When "PAIRED" is selected in Experiment, paired reads are grouped in a Run.

DRA generates fastq from SRA files by using SRA toolkit and provide sequencing data in both file formats.

More than two fastq files are provided for paired reads. Paired reads are divided into a file with "_1" (example, DRR000001_1.fastq.bz2) and "_2" (example, DRR000001_2.fastq.bz2). Reads without pair are provided in a file without "_1" nor "_2" (example, DRR000001.fastq.bz2).

Created: December 25, 2014; Last updated: December 25, 2015

I can not scp transfer my files.

First, confirm the following basic points.

  • Authentification is by using SSH key not by password.
  • A private key is pair of a public key registered in a D-way submission account.
  • A private key file has read permission.
  • A passphrase for private key is correctly entered.

When transferring data files by using a private key generated in the other operating system, please check format of a private key.

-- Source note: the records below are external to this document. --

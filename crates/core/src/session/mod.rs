use crate::{
    EventReceiver, PlayOutcome, PlaybackCoordinator, PlaybackEvent, Result, TickOutcome,
    IDLE_TITLE,
};

/// Discrete user requests delivered by the host UI.
#[derive(Debug, Clone, PartialEq, Eq)]
pub enum Action {
    /// Play the selected track, or stop the one playing.
    TogglePlay,
    SelectTitle(String),
    Next,
    Prev,
    SetVolume(i32),
    /// "Play all" mode: keep advancing to the next track.
    SetDemo(bool),
}

/// Host-side policy around a [`PlaybackCoordinator`]: track selection, what a
/// finished track leads to, and the values the UI displays.
#[derive(Debug)]
pub struct Session {
    coordinator: PlaybackCoordinator,
    events: EventReceiver,
    selected: usize,
    playing: bool,
    demo_mode: bool,
    progress: u8,
    title: String,
}

impl Session {
    pub fn new(coordinator: PlaybackCoordinator, events: EventReceiver) -> Self {
        Self {
            coordinator,
            events,
            selected: 0,
            playing: false,
            demo_mode: false,
            progress: 0,
            title: IDLE_TITLE.to_string(),
        }
    }

    pub fn handle(&mut self, action: Action) -> Result<()> {
        match action {
            Action::TogglePlay => {
                if self.playing {
                    self.stop_playback();
                    Ok(())
                } else {
                    self.start_playback()
                }
            }
            Action::SelectTitle(title) => {
                let index = match self.coordinator.catalog().position(&title) {
                    Ok(index) => index,
                    Err(err) => {
                        tracing::warn!(%err, "selection ignored");
                        return Err(err);
                    }
                };
                self.select(index)
            }
            Action::Next => {
                let index = self.coordinator.catalog().next_index(self.selected);
                self.select(index)
            }
            Action::Prev => {
                let index = self.coordinator.catalog().prev_index(self.selected);
                self.select(index)
            }
            Action::SetVolume(level) => {
                self.coordinator.set_volume(level);
                Ok(())
            }
            Action::SetDemo(enabled) => {
                self.demo_mode = enabled;
                if enabled && !self.playing {
                    self.start_playback()
                } else {
                    Ok(())
                }
            }
        }
    }

    /// One pass of the host loop. Returns `true` when the title or progress
    /// changed and the UI should refresh.
    pub fn tick(&mut self) -> bool {
        let before = (self.progress, self.title.clone());

        for event in self.events.drain_pending() {
            match event {
                PlaybackEvent::Finished(tag) if self.coordinator.is_current(tag) => {
                    tracing::debug!(track_index = tag.track_index, "track finished");
                    self.stop_playback();
                }
                PlaybackEvent::Finished(tag) => {
                    tracing::trace!(?tag, "stale completion discarded");
                }
            }
        }

        if self.playing {
            match self.coordinator.tick() {
                TickOutcome::Playing { progress } => self.progress = progress,
                // the end notice is already queued for the next drain
                TickOutcome::Ended(_) => {}
                TickOutcome::Idle => self.stop_playback(),
            }
        } else if self.demo_mode {
            let next = self.coordinator.catalog().next_index(self.selected);
            if let Err(err) = self.select(next) {
                tracing::warn!(%err, "demo mode could not start the next track");
            }
        }

        before != (self.progress, self.title.clone())
    }

    /// Stops everything; used when the host shuts down.
    pub fn shutdown(&mut self) {
        self.stop_playback();
        self.demo_mode = false;
    }

    pub fn title(&self) -> &str {
        &self.title
    }

    pub fn progress(&self) -> u8 {
        self.progress
    }

    pub fn selected(&self) -> usize {
        self.selected
    }

    pub fn is_playing(&self) -> bool {
        self.playing
    }

    pub fn demo_mode(&self) -> bool {
        self.demo_mode
    }

    pub fn coordinator(&self) -> &PlaybackCoordinator {
        &self.coordinator
    }

    fn select(&mut self, index: usize) -> Result<()> {
        self.coordinator.stop();
        self.selected = index;
        self.start_playback()
    }

    fn start_playback(&mut self) -> Result<()> {
        self.progress = 0;
        match self.coordinator.play(self.selected) {
            Ok(PlayOutcome::Playing { .. }) => {
                self.playing = true;
                self.title = self.coordinator.headline();
                Ok(())
            }
            Ok(PlayOutcome::Idle) => {
                self.playing = false;
                self.title = IDLE_TITLE.to_string();
                Ok(())
            }
            Err(err) => {
                self.playing = false;
                self.title = IDLE_TITLE.to_string();
                tracing::warn!(%err, "playback failed");
                Err(err)
            }
        }
    }

    fn stop_playback(&mut self) {
        self.coordinator.stop();
        self.playing = false;
        self.progress = 0;
        self.title = IDLE_TITLE.to_string();
    }
}
//! Core library for the TARDIS player.
//!
//! Two time-based media run side by side: frame animations on the scene's
//! beacon and box images, and an audio track played by an external backend.
//! Everything is driven by a single cooperative host loop that calls `tick`
//! every few milliseconds; no module here owns a timer thread. The only data
//! crossing threads is the backend's end-of-track notice, delivered through a
//! bounded channel and acted on by the host loop alone.

pub mod animation;
pub mod assets;
pub mod audio;
pub mod catalog;
pub mod config;
pub mod error;
pub mod events;
pub mod finale;
pub mod mapping;
pub mod playback;
pub mod render;
pub mod scene;
pub mod session;
pub mod timeline;

#[cfg(test)]
mod testing;

pub use animation::engine::{AnimationEngine, AnimationStats, LoadOutcome};
pub use animation::{labelled_sequence, AnimationSequence, Frame, ImageDecoder, ImageHandle, MemoryDecoder};
pub use assets::AssetStore;
pub use audio::{AudioBackend, AudioPlayer, AudioTrack, BackendState, EndHook, SimulatedAudio};
pub use catalog::{Track, TrackCatalog};
pub use config::{AppConfig, AudioConfig, HostConfig, ImageConfig};
pub use error::{AssetKind, Result, TardisError};
pub use events::{event_channel, EventReceiver, EventSender, PlaybackEvent, TrackTag};
pub use finale::Finale;
pub use mapping::{BeaconSpeed, EffectDescriptor, EffectRegistry, ResolvedEffect};
pub use playback::{PlayOutcome, PlaybackCoordinator, TickOutcome, IDLE_TITLE};
pub use render::{DisplaySurface, SurfaceSlot};
pub use scene::VisualCoordinator;
pub use session::{Action, Session};
pub use timeline::{Clock, ManualClock, SystemClock, TickScheduler};
use std::{
    path::{Path, PathBuf},
    sync::Arc,
};

use clap::{Parser, Subcommand};
use tardis_core::{
    event_channel, Action, AnimationEngine, AppConfig, AssetStore, AudioBackend, AudioPlayer,
    Clock, Finale, ImageDecoder, ImageHandle, PlaybackCoordinator, Result, Session,
    SimulatedAudio, SystemClock, TickScheduler, TrackCatalog, VisualCoordinator,
};
use tracing_subscriber::EnvFilter;

mod apng;
mod console;
#[cfg(feature = "rodio")]
mod rodio_audio;

use apng::ApngDecoder;
use console::ConsoleSurface;

const FINALE_ASSETS: [&str; 3] = ["btn_prev_ani", "btn_next_ani", "btn_power_ani"];

fn main() -> Result<()> {
    init_tracing();

    let cli = Cli::parse();
    let config = match cli.config.as_deref() {
        Some(path) => AppConfig::load(path)?,
        None => AppConfig::default(),
    };
    let catalog = match cli.catalog.as_deref() {
        Some(path) => TrackCatalog::from_json_file(path)?,
        None => TrackCatalog::builtin(),
    };

    match cli.command {
        Commands::Play(args) => run_play(&config, catalog, &args),
        Commands::Tracks => {
            for track in catalog.tracks() {
                println!("{track}  [{}]", track.effect);
            }
            Ok(())
        }
        Commands::Effects => {
            let registry = config.effect_registry();
            for id in registry.ids() {
                let resolved = registry.resolve(id);
                println!(
                    "{id}: box={} beacon={}",
                    resolved.box_asset.unwrap_or("-"),
                    resolved.beacon.map(|speed| speed.asset_name()).unwrap_or("-"),
                );
            }
            Ok(())
        }
        Commands::Inspect { file } => run_inspect(&file),
    }
}

fn run_play(config: &AppConfig, catalog: TrackCatalog, args: &PlayArgs) -> Result<()> {
    let clock: Arc<dyn Clock> = Arc::new(SystemClock::new());
    let decoder: Arc<dyn ImageDecoder> = Arc::new(ApngDecoder);
    let assets = AssetStore::new(&config.images.folder, &config.audio.folder);
    assets.verify()?;

    let beacon = ConsoleSurface::new("beacon", still_image(&assets, "tardis_beacon"));
    let window = ConsoleSurface::new("box", still_image(&assets, "tardis_box"));
    let engine = |label: &str, surface: ConsoleSurface| {
        AnimationEngine::new(label, Box::new(surface), decoder.clone(), clock.clone())
            .with_stats(config.images.stats)
    };
    let visuals = VisualCoordinator::new(
        engine("beacon", beacon.clone()),
        engine("box", window.clone()),
        Arc::new(config.effect_registry()),
        assets.clone(),
    );

    let backend = audio_backend(config, clock.clone(), args.simulate)?;
    let audio = AudioPlayer::new(backend, assets.clone(), &config.audio);
    let (sender, receiver) = event_channel(config.host.event_capacity);
    let catalog = Arc::new(catalog);
    let coordinator = PlaybackCoordinator::new(audio, visuals, catalog.clone(), sender);
    let mut session = Session::new(coordinator, receiver);

    let demo = args.demo || config.host.demo_mode;
    begin(&mut session, args, demo);
    tracing::info!(title = session.title(), demo, "session started");

    let mut scheduler = TickScheduler::new(config.host.tick_interval_ms);
    let started = clock.now_ms();
    let mut title = session.title().to_string();
    let mut idle_ticks = 0;
    loop {
        let now = clock.now_ms();
        if !scheduler.poll(now) {
            std::thread::sleep(scheduler.until_next(now));
            continue;
        }

        if session.tick() {
            if session.title() != title {
                title = session.title().to_string();
                tracing::info!(%title, "now playing");
            }
            tracing::debug!(progress = session.progress(), "progress");
        }

        if session.is_playing() {
            idle_ticks = 0;
        } else if !session.demo_mode() {
            break;
        } else {
            idle_ticks += 1;
            if idle_ticks > catalog.len() {
                tracing::warn!("no track in the catalog could be played");
                break;
            }
        }

        if args.limit.is_some_and(|limit| now.saturating_sub(started) >= limit) {
            tracing::info!(ticks = scheduler.ticks(), "time limit reached");
            break;
        }
    }

    session.shutdown();
    tracing::info!(
        beacon_updates = beacon.updates(),
        box_updates = window.updates(),
        "session finished"
    );

    if args.finale {
        run_finale(config, &assets, decoder, clock);
    }
    Ok(())
}

/// Applies the command line's start-up requests. A request that fails leaves
/// the session idle and the host keeps running.
fn begin(session: &mut Session, args: &PlayArgs, demo: bool) {
    let mut actions = Vec::new();
    if let Some(volume) = args.volume {
        actions.push(Action::SetVolume(volume));
    }
    match args.track.as_deref() {
        Some(title) => actions.push(Action::SelectTitle(title.to_string())),
        None if !demo => actions.push(Action::TogglePlay),
        None => {}
    }
    if demo {
        actions.push(Action::SetDemo(true));
    }

    for action in actions {
        if let Err(err) = session.handle(action.clone()) {
            tracing::warn!(?action, %err, "start-up request failed, staying idle");
        }
    }
}

/// Plays the button animations once before exit.
fn run_finale(
    config: &AppConfig,
    assets: &AssetStore,
    decoder: Arc<dyn ImageDecoder>,
    clock: Arc<dyn Clock>,
) {
    let mut engines = Vec::with_capacity(FINALE_ASSETS.len());
    for name in FINALE_ASSETS {
        let surface = ConsoleSurface::new("button", None);
        let mut engine = AnimationEngine::new(name, Box::new(surface), decoder.clone(), clock.clone());
        match engine.load(assets.animation_path(name)) {
            Ok(_) => engines.push(engine),
            Err(err) => tracing::warn!(%err, "finale animation skipped"),
        }
    }

    let mut finale = Finale::new(engines, clock.clone(), config.host.finale_limit_ms);
    let mut scheduler = TickScheduler::new(config.host.tick_interval_ms);
    finale.start();
    loop {
        let now = clock.now_ms();
        if !scheduler.poll(now) {
            std::thread::sleep(scheduler.until_next(now));
            continue;
        }
        if finale.tick() {
            break;
        }
    }
}

/// First frame of a still asset, used as the widget's resting image.
fn still_image(assets: &AssetStore, name: &str) -> Option<ImageHandle> {
    match ApngDecoder.decode(&assets.animation_path(name)) {
        Ok(sequence) => sequence.frames().first().map(|frame| frame.image.clone()),
        Err(err) => {
            tracing::warn!(%err, "resting image unavailable");
            None
        }
    }
}

#[cfg(feature = "rodio")]
fn audio_backend(
    config: &AppConfig,
    clock: Arc<dyn Clock>,
    simulate: bool,
) -> Result<Box<dyn AudioBackend>> {
    if simulate {
        return Ok(Box::new(SimulatedAudio::new(clock, config.audio.simulated_track_ms)));
    }
    Ok(Box::new(rodio_audio::RodioAudio::new()?))
}

#[cfg(not(feature = "rodio"))]
fn audio_backend(
    config: &AppConfig,
    clock: Arc<dyn Clock>,
    _simulate: bool,
) -> Result<Box<dyn AudioBackend>> {
    tracing::debug!("built without the rodio feature; audio is simulated");
    Ok(Box::new(SimulatedAudio::new(clock, config.audio.simulated_track_ms)))
}

fn run_inspect(file: &Path) -> Result<()> {
    let sequence = ApngDecoder.decode(file)?;
    println!(
        "{}: {} frames, loops {}, cycle {} ms{}",
        file.display(),
        sequence.len(),
        sequence.loop_count(),
        sequence.cycle_ms(),
        if sequence.has_default_frame() {
            ", separate default image"
        } else {
            ""
        },
    );
    for (index, frame) in sequence.frames().iter().enumerate() {
        let (width, height) = frame.image.dimensions();
        println!("  #{index:<3} {width}x{height} {} ms", frame.duration_ms);
    }
    Ok(())
}

fn init_tracing() {
    let _ = tracing_subscriber::fmt()
        .with_env_filter(
            EnvFilter::try_from_default_env().unwrap_or_else(|_| EnvFilter::new("info")),
        )
        .try_init();
}

#[derive(Parser, Debug)]
#[command(author, version, about = "TARDIS music player", long_about = None)]
struct Cli {
    /// JSON configuration file.
    #[arg(short, long, global = true)]
    config: Option<PathBuf>,
    /// JSON track list replacing the built-in catalog.
    #[arg(long, global = true)]
    catalog: Option<PathBuf>,
    #[command(subcommand)]
    command: Commands,
}

#[derive(Subcommand, Debug)]
enum Commands {
    /// Play tracks with the scene animations on a headless display.
    Play(PlayArgs),
    /// List the track catalog.
    Tracks,
    /// List the known effects and the animations they use.
    Effects,
    /// Decode an animation and print its frames.
    Inspect {
        file: PathBuf,
    },
}

#[derive(clap::Args, Debug)]
struct PlayArgs {
    /// Title of the track to start with.
    #[arg(short, long)]
    track: Option<String>,
    /// Keep advancing to the next track.
    #[arg(long)]
    demo: bool,
    #[arg(long)]
    volume: Option<i32>,
    /// Stop after this many milliseconds.
    #[arg(long)]
    limit: Option<u64>,
    /// Play the button animations before exit.
    #[arg(long)]
    finale: bool,
    /// Use the simulated audio backend even when real output is available.
    #[arg(long)]
    simulate: bool,
}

Convert private key

In Unix/Mac OS X: Convert a key in the Windows PuTTY file format into the OpenSSH.

In Windows WinSCP: Convert a key in the Unix/Mac OS X OpenSSH file format into the Windows PuTTY format.

When these are correct, please confirm your system administrators whether scp (port 22) is allowed or not.

Created: November 19, 2014; Last updated: February 12, 2015

What is an MD5 checksum and how do I compute it?

MD5 checksums are used by the DRA to verify the integrity of transmitted data. MD5 checksums are a 32-character alphanumeric string like. Please refer to the manual.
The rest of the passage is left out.